Le harcèlement s’est digitalisé depuis le début de la crise sanitaire

Le harcèlement au travail n’a pas diminué du fait du confinement et de la crise sanitaire en général : il a juste changé de visage et s’est digitalisé. Réduction du nombre d’échanges, « oubli » d’invitations à des réunions, isolement ou, au contraire, requêtes paradoxales et contrôles intempestifs, sont ses principales manifestations.

Comment reconnaître un acte de harcèlement ?

Pour identifier une situation de harcèlement, trois facteurs doivent être identifiés : il faut que l’acte atteigne les droits, la santé ou la dignité humaine, qu’il soit répété et s’inscrive dans la durée.

La crise sanitaire a-t-elle réduit les actes de harcèlement ?

Non, il a seulement changé de canal en devant plus digital. Avec la crise, le mode d’organisation des entreprises s’est modifié. Les sollicitations multiples et les injonctions paradoxales, rendues possibles par la diversité des moyens de communication, se sont développées considérablement.

De même, la frontière entre vie professionnelle et privée est devenue plus ténue, favorisant les comportements déviants. Ces derniers se sont exacerbés, de façon consciente ou inconsciente, et des abus de contrôle des collaborateurs se sont déployés loin du regard des entreprises. 

Quelques exemples de harcèlement digital ?

De nombreux salariés ont basculé en télétravail et se sont isolés chez eux. Cette solitude a profité aux harceleurs. Textos, mails et autres visioconférences à répétition sont devenus familiers, oblitérant la sphère privée. Si les acteurs du harcèlement sont restés les mêmes, les nouvelles technologies ont changé le mode opératoire.

De nombreux secteurs ont été mis à l’arrêt car jugés non essentiels. Les salariés concernés ont pu ressentir un sentiment d’inutilité, s’ajoutant parfois au manque d’estime de soi. Par la suite, il a été demandé à certains d’entre eux de revenir, excluant encore plus ceux dont le métier n’était pas essentiel à la survie de l’entreprise. Cela a contribué à un sentiment de dévalorisation et à créer un climat d’incertitude très anxiogène.

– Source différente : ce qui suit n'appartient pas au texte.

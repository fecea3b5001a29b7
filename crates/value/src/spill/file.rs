use std::fs::File;
use std::io::{BufReader, BufWriter, Seek, SeekFrom};
use std::path::Path;
use std::sync::Arc;
use std::time::{Duration, Instant};

use tempfile::NamedTempFile;

use crate::cnf::SPILL_BUFFER_SIZE;
use crate::err::Error;
use crate::spill::TempSpace;
use crate::spill::codec::{Decoder, Encoder, Spill};
use crate::val::ValuePool;

/// A single spill file, written once and then read back sequentially.
///
/// The head holds the record most recently decoded from the file, which is
/// the next candidate while merging several files together.
pub(crate) struct SpillFile<T> {
	file: NamedTempFile,
	writer: Option<Encoder<BufWriter<File>>>,
	reader: Option<Decoder<BufReader<File>>>,
	pub(crate) head: Option<T>,
	/// The size of the file once finished
	size: u64,
	/// Whether the size was admitted by the temporary space quota
	reserved: bool,
	read: Duration,
	write: Duration,
	temp: Arc<TempSpace>,
	pool: Arc<ValuePool>,
}

impl<T> SpillFile<T> {
	/// Creates an empty spill file ready for writing
	pub(crate) fn create(temp: &Arc<TempSpace>, pool: &Arc<ValuePool>) -> Result<Self, Error> {
		let file = temp.create()?;
		let handle = file.as_file().try_clone().map_err(Error::SpillCreate)?;
		Ok(Self {
			file,
			writer: Some(Encoder::new(BufWriter::with_capacity(*SPILL_BUFFER_SIZE, handle))),
			reader: None,
			head: None,
			size: 0,
			reserved: false,
			read: Duration::ZERO,
			write: Duration::ZERO,
			temp: temp.clone(),
			pool: pool.clone(),
		})
	}

	pub(crate) fn path(&self) -> &Path {
		self.file.path()
	}

	/// The size of the file on disk, once finished
	pub(crate) fn size(&self) -> u64 {
		self.size
	}

	pub(crate) fn read_time(&self) -> Duration {
		self.read
	}

	pub(crate) fn write_time(&self) -> Duration {
		self.write
	}

	/// Appends a record to the file
	pub(crate) fn write<V: Spill>(&mut self, value: &V) -> Result<(), Error> {
		let Some(writer) = self.writer.as_mut() else {
			fail!("Writing to a finished spill file");
		};
		let start = Instant::now();
		let res = writer.encode(value);
		self.write += start.elapsed();
		res
	}

	/// Flushes the written records, and asks the temporary space to admit
	/// the final size of the file
	pub(crate) fn finish(&mut self) -> Result<(), Error> {
		let Some(mut writer) = self.writer.take() else {
			fail!("Finishing a spill file twice");
		};
		let start = Instant::now();
		writer.flush()?;
		drop(writer);
		self.size = self.file.as_file_mut().seek(SeekFrom::End(0)).map_err(Error::SpillSize)?;
		self.write += start.elapsed();
		if !self.temp.reserve(self.file.path(), self.size) {
			return Err(Error::TempQuotaExceeded);
		}
		self.reserved = true;
		Ok(())
	}

	/// Positions the reader at the first record
	pub(crate) fn rewind(&mut self) -> Result<(), Error> {
		let mut handle = self.file.as_file().try_clone().map_err(Error::SpillRead)?;
		handle.seek(SeekFrom::Start(0)).map_err(Error::SpillRead)?;
		let reader = BufReader::with_capacity(*SPILL_BUFFER_SIZE, handle);
		self.reader = Some(Decoder::new(reader, Some(self.pool.clone())));
		self.head = None;
		Ok(())
	}

	/// Reads the next record, or `None` at the end of the file
	pub(crate) fn read<V: Spill>(&mut self) -> Result<Option<V>, Error> {
		let Some(reader) = self.reader.as_mut() else {
			fail!("Reading from a spill file which was not rewound");
		};
		let start = Instant::now();
		let res = reader.next();
		self.read += start.elapsed();
		res
	}

	/// Reads the next record, which must be present
	pub(crate) fn read_exact<V: Spill>(&mut self) -> Result<V, Error> {
		let Some(reader) = self.reader.as_mut() else {
			fail!("Reading from a spill file which was not rewound");
		};
		let start = Instant::now();
		let res = reader.decode();
		self.read += start.elapsed();
		res
	}
}

impl<T> Drop for SpillFile<T> {
	fn drop(&mut self) {
		if self.reserved {
			self.temp.release(self.file.path(), self.size);
		}
		debug!(
			"Removing spill file {} ({} bytes, R:{:?}, W:{:?})",
			self.file.path().display(),
			self.size,
			self.read,
			self.write
		);
	}
}
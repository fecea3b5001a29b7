/// Declares a setting which is read from an environment variable the first
/// time it is used.
///
/// A variable which is unset, or which does not parse as `$t`, leaves the
/// setting at `$default`. The `bytes` form accepts quantities with a size
/// suffix such as `64KiB`, and the `Option<String>` form yields `None` when
/// the variable is unset.
macro_rules! lazy_env_parse {
	// With a static expression for the default value, allowing for byte suffixes
	(bytes, $key:expr, $t:ty, $default:expr) => {
		std::sync::LazyLock::new(|| {
			std::env::var($key)
				.ok()
				.and_then(|s| {
					use $crate::str::ParseBytes;
					s.parse_bytes::<$t>().ok()
				})
				.unwrap_or($default)
		})
	};
	// With no default specified
	($key:expr, Option<String>) => {
		std::sync::LazyLock::new(|| std::env::var($key).ok())
	};
	// With a static expression for the default value
	($key:expr, $t:ty, $default:expr) => {
		std::sync::LazyLock::new(|| {
			std::env::var($key).ok().and_then(|s| s.parse::<$t>().ok()).unwrap_or($default)
		})
	};
}

/// Returns early with an unreachable logic error, recording where the
/// broken invariant was detected
macro_rules! fail {
	($($arg:tt)+) => {
		return Err($crate::err::Error::unreachable(format_args!(
			"{}:{}: {}",
			file!(),
			line!(),
			format_args!($($arg)+)
		)))
	};
}
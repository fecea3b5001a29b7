use std::io::Error as IoError;

use thiserror::Error;

/// An error originating from the value layer.
#[derive(Error, Debug)]
#[non_exhaustive]
pub enum Error {
	/// The value layer encountered unreachable logic
	#[error("The value layer encountered unreachable logic: {0}")]
	Unreachable(String),

	/// A temporary file for spilling could not be created
	#[error("Unable to create a spill file: {0}")]
	SpillCreate(#[source] IoError),

	/// Values could not be written to a spill file
	#[error("Unable to write to a spill file: {0}")]
	SpillWrite(#[source] IoError),

	/// Values could not be read back from a spill file
	#[error("Unable to read from a spill file: {0}")]
	SpillRead(#[source] IoError),

	/// The final size of a spill file could not be determined
	#[error("Unable to determine the size of a spill file: {0}")]
	SpillSize(#[source] IoError),

	/// A spill record carried a valid tag but a malformed payload
	#[error("Unable to reconstruct a value from a spill file: {0}")]
	ValueReconstruct(String),

	/// A spill record carried an unknown tag, or a tag of the wrong kind
	#[error("Invalid spill record: found tag {found:#04x} where {expected} was expected")]
	ValueInvalid {
		found: u8,
		expected: &'static str,
	},

	/// The temporary file quota rejected a spill file
	#[error("Temporary file quota exceeded")]
	TempQuotaExceeded,

	/// A container was modified or iterated again after its iteration started
	#[error("The container is being iterated and can not be modified")]
	Frozen,
}

impl Error {
	/// Creates an error for broken internal invariants, with location details
	pub(crate) fn unreachable<T: std::fmt::Display>(message: T) -> Error {
		Error::Unreachable(message.to_string())
	}

	/// Creates an error for a malformed spill payload
	pub(crate) fn reconstruct<T: std::fmt::Display>(message: T) -> Error {
		Error::ValueReconstruct(message.to_string())
	}

	/// Whether the enclosing operation may recover from this error, for
	/// instance by surfacing a resource limit to the query instead of failing
	pub fn is_resource_limit(&self) -> bool {
		matches!(self, Error::TempQuotaExceeded)
	}
}

#[cfg(test)]
mod tests {
	use std::io::ErrorKind;

	use super::*;

	#[test]
	fn messages_are_descriptive() {
		let err = Error::ValueInvalid {
			found: 0x7f,
			expected: "an annotated value",
		};
		assert_eq!(
			err.to_string(),
			"Invalid spill record: found tag 0x7f where an annotated value was expected"
		);
		let err = Error::SpillRead(IoError::new(ErrorKind::UnexpectedEof, "early eof"));
		assert_eq!(err.to_string(), "Unable to read from a spill file: early eof");
	}

	#[test]
	fn quota_is_a_resource_limit() {
		assert!(Error::TempQuotaExceeded.is_resource_limit());
		assert!(!Error::Frozen.is_resource_limit());
	}

	#[test]
	fn errors_are_thread_safe() {
		fn assert_send_sync<T: Send + Sync + 'static>() {}
		assert_send_sync::<Error>();
	}
}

Par ailleurs, les cas de harcèlements ont été plus discrets car sans témoins. Jusqu’alors, lorsqu’un manager adoptait une attitude irrespectueuse, il pouvait y avoir un témoin pour juger de la scène.

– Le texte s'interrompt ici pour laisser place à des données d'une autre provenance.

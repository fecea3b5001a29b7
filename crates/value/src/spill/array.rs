use std::cmp::Ordering;
use std::collections::HashMap;
use std::sync::Arc;
use std::time::Instant;

use crate::cnf::{PARENT_ATTACHMENT, SPILL_MAX_PARENTS};
use crate::err::Error;
use crate::spill::codec::Tag;
use crate::spill::file::SpillFile;
use crate::spill::{Less, ShouldSpill, SpillStats, TempSpace, TrackMemory, heap};
use crate::val::{AnnotatedValue, Value, ValuePool};

/// The capacity of the first buffer taken from the pool
const INITIAL_CAPACITY: usize = 16;

/// An append-only collection of annotated values, optionally ordered and
/// optionally bounded, which spills to disk under memory pressure.
///
/// With a comparator the values are returned in ascending order, merging
/// every spill file with the in-memory buffer. With a heap size as well only
/// the smallest values are retained, using a bounded max-heap whose root is
/// the worst value held. Bounding stops for good once the array spills.
/// Without a comparator values are returned in spill file order, followed by
/// the in-memory buffer.
///
/// The array is single-threaded. Once iteration has started no further
/// values may be appended until the array is truncated.
pub struct SpillArray {
	pool: Arc<ValuePool>,
	temp: Arc<TempSpace>,
	should_spill: Option<ShouldSpill>,
	track_memory: Option<TrackMemory>,
	less: Option<Less>,
	mem: Option<Vec<AnnotatedValue>>,
	heap_size: usize,
	/// The bytes held by the in-memory buffer
	mem_size: u64,
	/// The values held, in memory and on disk
	length: usize,
	spill: Vec<SpillFile<AnnotatedValue>>,
	frozen: bool,
	/// Scope parents kept in memory while their children are on disk
	parents: HashMap<String, Arc<Value>>,
	values_in: u64,
}

impl SpillArray {
	pub fn new(
		pool: Arc<ValuePool>,
		temp: Arc<TempSpace>,
		should_spill: Option<ShouldSpill>,
		track_memory: Option<TrackMemory>,
		less: Option<Less>,
	) -> Self {
		Self {
			pool,
			temp,
			should_spill,
			track_memory,
			less,
			mem: None,
			heap_size: 0,
			mem_size: 0,
			length: 0,
			spill: Vec::new(),
			frozen: false,
			parents: HashMap::new(),
			values_in: 0,
		}
	}

	/// Creates an empty array with the same configuration
	pub fn copy(&self) -> Self {
		Self::new(
			self.pool.clone(),
			self.temp.clone(),
			self.should_spill.clone(),
			self.track_memory.clone(),
			self.less.clone(),
		)
	}

	/// The number of values held, in memory and on disk
	pub fn len(&self) -> usize {
		self.length
	}

	pub fn is_empty(&self) -> bool {
		self.length == 0
	}

	pub fn heap_size(&self) -> usize {
		self.heap_size
	}

	/// Bounds the array to the `size` smallest values. A size of zero, or
	/// an array without a comparator, removes the bound. Any values held
	/// are released.
	pub fn set_heap_size(&mut self, size: usize) {
		let size = if self.less.is_none() {
			0
		} else {
			size
		};
		let capacity = self.mem.as_ref().map_or(0, Vec::capacity);
		if self.length > 0 || capacity < size {
			self.release();
		}
		if self.heap_size != size {
			debug!("Heap size of spill array set to {size}");
		}
		self.heap_size = size;
	}

	/// Lowers the bound of the array, leaving a larger bound untouched
	pub fn shrink_heap_size(&mut self, size: usize) {
		if size < self.heap_size {
			self.set_heap_size(size);
		}
	}

	/// Adds a value to the array, spilling the in-memory buffer first if the
	/// spill predicate asks for it. A value which is refused is released
	/// along with its reported memory.
	pub fn append(&mut self, value: AnnotatedValue) -> Result<(), Error> {
		let size = value.size();
		if self.frozen {
			self.track(-(size as i64));
			return Err(Error::Frozen);
		}
		if self.mem_size > 0 && self.should_spill.as_ref().is_some_and(|f| f(self.mem_size, size)) {
			debug!(
				"Spill array needs to spill: {}+{size} bytes, heap size {}",
				self.mem_size, self.heap_size
			);
			if let Err(e) = self.spill_to_disk() {
				self.track(-(size as i64));
				return Err(e);
			}
		}
		self.values_in += 1;
		let mut mem = self.buffer();
		match self.less.clone() {
			Some(less) if self.heap_size > 0 => {
				// Values no better than the worst held never enter the heap
				if mem.len() >= self.heap_size && !less(&value, &mem[0]) {
					self.mem = Some(mem);
					self.track(-(size as i64));
					return Ok(());
				}
				heap::push(&mut mem, value, |a, b| less(b, a));
				self.length += 1;
				self.mem_size += size;
				if mem.len() > self.heap_size {
					if let Some(worst) = heap::pop(&mut mem, |a, b| less(b, a)) {
						let size = worst.size();
						self.length -= 1;
						self.mem_size = self.mem_size.saturating_sub(size);
						self.track(-(size as i64));
					}
				}
			}
			_ => {
				mem.push(value);
				self.length += 1;
				self.mem_size += size;
			}
		}
		self.mem = Some(mem);
		Ok(())
	}

	/// Takes the in-memory buffer, ensuring it has room for another value
	fn buffer(&mut self) -> Vec<AnnotatedValue> {
		let mut mem = match self.mem.take() {
			Some(mem) => mem,
			None => self.pool.acquire_buffer(self.heap_size.max(INITIAL_CAPACITY)),
		};
		if mem.len() == mem.capacity() {
			let mut grown = self.pool.acquire_buffer((mem.len() * 2).max(INITIAL_CAPACITY));
			grown.append(&mut mem);
			self.pool.release_buffer(mem);
			mem = grown;
		}
		mem
	}

	/// Writes the whole in-memory buffer to a new spill file. The array is
	/// truncated if the file can not be completed.
	fn spill_to_disk(&mut self) -> Result<(), Error> {
		let Some(mut mem) = self.mem.take() else {
			return Ok(());
		};
		if mem.is_empty() {
			self.mem = Some(mem);
			return Ok(());
		}
		if self.heap_size > 0 {
			debug!("Spill array switching from a heap of {} to an unbounded buffer", self.heap_size);
			self.heap_size = 0;
		}
		if let Some(less) = &self.less {
			mem.sort_by(|a, b| ordering(less, a, b));
		}
		let start = Instant::now();
		let (count, bytes) = (mem.len(), self.mem_size);
		let res = self.write_spill(&mem);
		match res {
			Ok(file) => {
				for value in mem.drain(..) {
					self.track(-(value.size() as i64));
				}
				self.mem_size = 0;
				debug!(
					"Spilled {count} values to {} ({bytes} bytes in memory, {} bytes on disk) in {:?}",
					file.path().display(),
					file.size(),
					start.elapsed()
				);
				self.spill.push(file);
				self.mem = Some(mem);
				Ok(())
			}
			Err(e) => {
				self.mem = Some(mem);
				self.truncate();
				Err(e)
			}
		}
	}

	fn write_spill(&mut self, mem: &[AnnotatedValue]) -> Result<SpillFile<AnnotatedValue>, Error> {
		let mut file = SpillFile::create(&self.temp, &self.pool)?;
		for value in mem {
			let parent = self.detach_parent(value);
			let res = file.write(value);
			if let Some(parent) = parent {
				value.remove_attachment(PARENT_ATTACHMENT);
				if let Value::Scope(scope) = &mut *value.value_mut() {
					scope.set_parent(Some(parent));
				}
			}
			res?;
		}
		file.finish()?;
		Ok(file)
	}

	/// Replaces the parent of a scope value with a key into the parents map,
	/// returning the detached parent
	fn detach_parent(&mut self, value: &AnnotatedValue) -> Option<Arc<Value>> {
		let key = {
			let mut inner = value.value_mut();
			let Value::Scope(scope) = &mut *inner else {
				return None;
			};
			let parent = scope.parent()?;
			let key = format!("{:p}", Arc::as_ptr(parent));
			if !self.parents.contains_key(&key) {
				if self.parents.len() >= *SPILL_MAX_PARENTS {
					return None;
				}
				self.parents.insert(key.clone(), parent.clone());
			}
			(key, scope.take_parent())
		};
		value.set_attachment(PARENT_ATTACHMENT, key.0);
		key.1
	}

	/// Passes every value to the callback, in order when the array has a
	/// comparator, until the callback returns false. Each value is moved
	/// out of the array.
	pub fn foreach<F>(&mut self, mut f: F) -> Result<(), Error>
	where
		F: FnMut(AnnotatedValue) -> bool,
	{
		if self.frozen {
			return Err(Error::Frozen);
		}
		self.frozen = true;
		self.heap_size = 0;
		let start = Instant::now();
		for file in self.spill.iter_mut() {
			file.rewind()?;
		}
		let mut mem = self.mem.take().unwrap_or_default();
		let res = match self.less.clone() {
			Some(less) => self.foreach_sorted(&mut mem, &less, &mut f),
			None => self.foreach_unsorted(&mut mem, &mut f),
		};
		self.mem = Some(mem);
		debug!(
			"Spill array iteration over {} spill files finished in {:?}, {} values remaining",
			self.spill.len(),
			start.elapsed(),
			self.length
		);
		res
	}

	fn foreach_unsorted<F>(&mut self, mem: &mut Vec<AnnotatedValue>, f: &mut F) -> Result<(), Error>
	where
		F: FnMut(AnnotatedValue) -> bool,
	{
		for i in 0..self.spill.len() {
			while let Some(value) = read_value(&mut self.spill[i], &self.parents)? {
				self.track(value.size() as i64);
				self.length = self.length.saturating_sub(1);
				if !f(value) {
					return Ok(());
				}
			}
		}
		mem.reverse();
		while let Some(value) = mem.pop() {
			self.mem_size = self.mem_size.saturating_sub(value.size());
			self.length = self.length.saturating_sub(1);
			if !f(value) {
				return Ok(());
			}
		}
		Ok(())
	}

	fn foreach_sorted<F>(
		&mut self,
		mem: &mut Vec<AnnotatedValue>,
		less: &Less,
		f: &mut F,
	) -> Result<(), Error>
	where
		F: FnMut(AnnotatedValue) -> bool,
	{
		for i in 0..self.spill.len() {
			let head = read_value(&mut self.spill[i], &self.parents)?;
			if let Some(value) = &head {
				self.track(value.size() as i64);
			}
			self.spill[i].head = head;
		}
		mem.sort_by(|a, b| ordering(less, a, b));
		mem.reverse();
		// The indexes of the spill files which still have a head
		let mut files: Vec<usize> = (0..self.spill.len()).filter(|&i| self.spill[i].head.is_some()).collect();
		heap::init(&mut files, file_order(&self.spill, less));
		loop {
			let best = files.first().copied();
			// Memory values only go first when strictly smaller
			let from_memory = match (mem.last(), best) {
				(Some(value), Some(i)) => self.spill[i].head.as_ref().is_none_or(|head| less(value, head)),
				(Some(_), None) => true,
				(None, Some(_)) => false,
				(None, None) => return Ok(()),
			};
			let value = match best {
				Some(i) if !from_memory => {
					let next = read_value(&mut self.spill[i], &self.parents)?;
					if let Some(value) = &next {
						self.track(value.size() as i64);
					}
					let exhausted = next.is_none();
					let Some(value) = std::mem::replace(&mut self.spill[i].head, next) else {
						fail!("Spill file {i} was merged without a head");
					};
					if exhausted {
						heap::pop(&mut files, file_order(&self.spill, less));
					} else {
						heap::fix(&mut files, 0, file_order(&self.spill, less));
					}
					value
				}
				_ => {
					let Some(value) = mem.pop() else {
						return Ok(());
					};
					self.mem_size = self.mem_size.saturating_sub(value.size());
					value
				}
			};
			self.length = self.length.saturating_sub(1);
			if !f(value) {
				return Ok(());
			}
		}
	}

	/// Removes every value, releasing the spill files and reporting the
	/// released memory
	pub fn truncate(&mut self) {
		let track = self.track_memory.clone();
		self.truncate_with(|value| {
			if let Some(track) = &track {
				track(-(value.size() as i64));
			}
		});
	}

	/// Removes every value, handing each in-memory value to the callback
	/// and releasing the spill files
	pub fn truncate_with<F>(&mut self, mut on_discard: F)
	where
		F: FnMut(AnnotatedValue),
	{
		self.parents.clear();
		for mut file in self.spill.drain(..) {
			if let Some(head) = file.head.take() {
				if let Some(track) = &self.track_memory {
					track(-(head.size() as i64));
				}
			}
		}
		if let Some(mem) = self.mem.as_mut() {
			for value in mem.drain(..) {
				on_discard(value);
			}
		}
		self.length = 0;
		self.mem_size = 0;
		self.frozen = false;
	}

	/// Truncates the array and returns its buffer to the pool
	pub fn release(&mut self) {
		self.truncate();
		if let Some(mem) = self.mem.take() {
			self.pool.release_buffer(mem);
		}
	}

	pub fn stats(&self) -> SpillStats {
		SpillStats {
			values: self.values_in,
			files: self.spill.len(),
			bytes: self.spill.iter().map(SpillFile::size).sum(),
			read: self.spill.iter().map(SpillFile::read_time).sum(),
			write: self.spill.iter().map(SpillFile::write_time).sum(),
			parents: self.parents.len(),
		}
	}

	fn track(&self, delta: i64) {
		if let Some(track) = &self.track_memory {
			track(delta);
		}
	}
}

impl Drop for SpillArray {
	fn drop(&mut self) {
		self.release();
	}
}

fn ordering(less: &Less, a: &AnnotatedValue, b: &AnnotatedValue) -> Ordering {
	if less(a, b) {
		Ordering::Less
	} else if less(b, a) {
		Ordering::Greater
	} else {
		Ordering::Equal
	}
}

/// Orders spill files by their heads, with ties going to the earlier file
fn file_order<'a>(
	files: &'a [SpillFile<AnnotatedValue>],
	less: &'a Less,
) -> impl Fn(&usize, &usize) -> bool + 'a {
	move |&a: &usize, &b: &usize| match (&files[a].head, &files[b].head) {
		(Some(x), Some(y)) => less(x, y) || (!less(y, x) && a < b),
		(Some(_), None) => true,
		_ => false,
	}
}

/// Reads the next value from a spill file, rebinding its scope parent
fn read_value(
	file: &mut SpillFile<AnnotatedValue>,
	parents: &HashMap<String, Arc<Value>>,
) -> Result<Option<AnnotatedValue>, Error> {
	let Some(value) = file.read::<AnnotatedValue>()? else {
		return Ok(None);
	};
	if let Some(key) = value.remove_attachment(PARENT_ATTACHMENT) {
		let Some(parent) = key.as_str().and_then(|k| parents.get(k)) else {
			warn!("Unknown scope parent {key:?} in spill file {}", file.path().display());
			return Err(Error::ValueInvalid {
				found: Tag::String as u8,
				expected: "a known scope parent",
			});
		};
		if let Value::Scope(scope) = &mut *value.value_mut() {
			scope.set_parent(Some(parent.clone()));
		}
	}
	Ok(Some(value))
}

Comment protéger la santé de ses salariés ?

La rapidité avec laquelle été organisé le télétravail a fait ressortir l’importance d’accompagner le management à distance. Dirigeants et managers n’ont pas perçu à quel point la gestion d’équipe à distance était délicate. Ils n’ont pas vu tout de suite le mal-être de leurs collaborateurs, ces derniers communiquant peu entre eux. 

La solution tient dans la formation et l’accompagnement, à la fois pour gérer les équipes mais aussi pour disposer des bons outils pour prévenir le harcèlement à distance. Il semble maintenant urgent de multiplier les initiatives pour « autonomiser » les salariés qui souhaitent retrouver le contact avec leurs collègues. Reste à organiser cette remise en route.

Le Document unique d’évaluation des risques professionnels reste également indispensable pour assurer la sécurité et la santé des salariés.